Exercise description — Would you copy each line of the records that includes the word "Column"?

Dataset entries
# # #

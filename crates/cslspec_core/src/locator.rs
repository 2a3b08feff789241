/*
SPDX-License-Identifier: MPL-2.0
SPDX-FileCopyrightText: © 2023-2026 Bruce D'Arcus
*/

//! Locator vocabulary.
//!
//! Maps the abbreviations people write in citation invocations ("p.",
//! "fig.", "§") to the canonical locator kinds citation engines understand
//! ("page", "figure", "paragraph"), and back.

use serde::{Deserialize, Serialize};
use std::fmt;
use std::str::FromStr;

/// Canonical locator kinds for pinpoint citations.
#[derive(Debug, Clone, Copy, Deserialize, Serialize, PartialEq, Eq, Hash)]
#[serde(rename_all = "kebab-case")]
pub enum LocatorKind {
    Book,
    Chapter,
    Column,
    Figure,
    Folio,
    Line,
    Note,
    Number,
    Opus,
    Page,
    Paragraph,
    Part,
    Section,
    #[serde(rename = "sub verbo")]
    SubVerbo,
    Verse,
    Volume,
}

/// Abbreviation table. Lookups are exact and case-sensitive.
const ABBREVIATIONS: &[(&str, LocatorKind)] = &[
    ("bk.", LocatorKind::Book),
    ("bks.", LocatorKind::Book),
    ("chap.", LocatorKind::Chapter),
    ("chaps.", LocatorKind::Chapter),
    ("col.", LocatorKind::Column),
    ("cols.", LocatorKind::Column),
    ("fig.", LocatorKind::Figure),
    ("figs.", LocatorKind::Figure),
    ("fol.", LocatorKind::Folio),
    ("fols.", LocatorKind::Folio),
    ("no.", LocatorKind::Number),
    ("Os.", LocatorKind::Number),
    ("l.", LocatorKind::Line),
    ("ll.", LocatorKind::Line),
    ("n.", LocatorKind::Note),
    ("nn.", LocatorKind::Note),
    ("op.", LocatorKind::Opus),
    ("opp.", LocatorKind::Opus),
    ("p", LocatorKind::Page),
    ("p.", LocatorKind::Page),
    ("pp.", LocatorKind::Page),
    ("para.", LocatorKind::Paragraph),
    ("paras.", LocatorKind::Paragraph),
    ("¶", LocatorKind::Paragraph),
    ("¶¶", LocatorKind::Paragraph),
    ("§", LocatorKind::Paragraph),
    ("§§", LocatorKind::Paragraph),
    ("pt.", LocatorKind::Part),
    ("pts.", LocatorKind::Part),
    ("sec.", LocatorKind::Section),
    ("secs.", LocatorKind::Section),
    ("s.v.", LocatorKind::SubVerbo),
    ("s.vv.", LocatorKind::SubVerbo),
    ("v.", LocatorKind::Verse),
    ("vv.", LocatorKind::Verse),
    ("vol.", LocatorKind::Volume),
    ("vols.", LocatorKind::Volume),
];

impl LocatorKind {
    pub const ALL: [LocatorKind; 16] = [
        LocatorKind::Book,
        LocatorKind::Chapter,
        LocatorKind::Column,
        LocatorKind::Figure,
        LocatorKind::Folio,
        LocatorKind::Line,
        LocatorKind::Note,
        LocatorKind::Number,
        LocatorKind::Opus,
        LocatorKind::Page,
        LocatorKind::Paragraph,
        LocatorKind::Part,
        LocatorKind::Section,
        LocatorKind::SubVerbo,
        LocatorKind::Verse,
        LocatorKind::Volume,
    ];

    /// The canonical name, as written in CSL ("page", "sub verbo").
    pub fn as_str(&self) -> &'static str {
        match self {
            LocatorKind::Book => "book",
            LocatorKind::Chapter => "chapter",
            LocatorKind::Column => "column",
            LocatorKind::Figure => "figure",
            LocatorKind::Folio => "folio",
            LocatorKind::Line => "line",
            LocatorKind::Note => "note",
            LocatorKind::Number => "number",
            LocatorKind::Opus => "opus",
            LocatorKind::Page => "page",
            LocatorKind::Paragraph => "paragraph",
            LocatorKind::Part => "part",
            LocatorKind::Section => "section",
            LocatorKind::SubVerbo => "sub verbo",
            LocatorKind::Verse => "verse",
            LocatorKind::Volume => "volume",
        }
    }

    /// Look up a kind by its canonical name.
    pub fn from_name(name: &str) -> Option<Self> {
        Self::ALL.into_iter().find(|kind| kind.as_str() == name)
    }

    /// Look up a kind by abbreviation ("p.", "figs.", "§§").
    pub fn from_abbreviation(abbreviation: &str) -> Option<Self> {
        ABBREVIATIONS
            .iter()
            .find(|(abbr, _)| *abbr == abbreviation)
            .map(|(_, kind)| *kind)
    }

    /// Resolve the kind token of an invocation: an abbreviation first,
    /// otherwise a canonical name.
    pub fn from_token(token: &str) -> Option<Self> {
        Self::from_abbreviation(token).or_else(|| Self::from_name(token))
    }

    /// All abbreviations that resolve to this kind, in table order.
    pub fn abbreviations(&self) -> Vec<&'static str> {
        ABBREVIATIONS
            .iter()
            .filter(|(_, kind)| kind == self)
            .map(|(abbr, _)| *abbr)
            .collect()
    }
}

impl fmt::Display for LocatorKind {
    fn fmt(&self, f: &mut fmt::Formatter<'_>) -> fmt::Result {
        f.write_str(self.as_str())
    }
}

#[derive(Debug, Clone, PartialEq, Eq, thiserror::Error)]
#[error("unknown locator kind: {0}")]
pub struct UnknownLocatorKind(pub String);

impl FromStr for LocatorKind {
    type Err = UnknownLocatorKind;

    fn from_str(s: &str) -> Result<Self, Self::Err> {
        Self::from_name(s).ok_or_else(|| UnknownLocatorKind(s.to_string()))
    }
}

# # #

Answer to the exercise —
    Column,
    ("col.", LocatorKind::Column),
    ("cols.", LocatorKind::Column),
        LocatorKind::Column,
            LocatorKind::Column => "column",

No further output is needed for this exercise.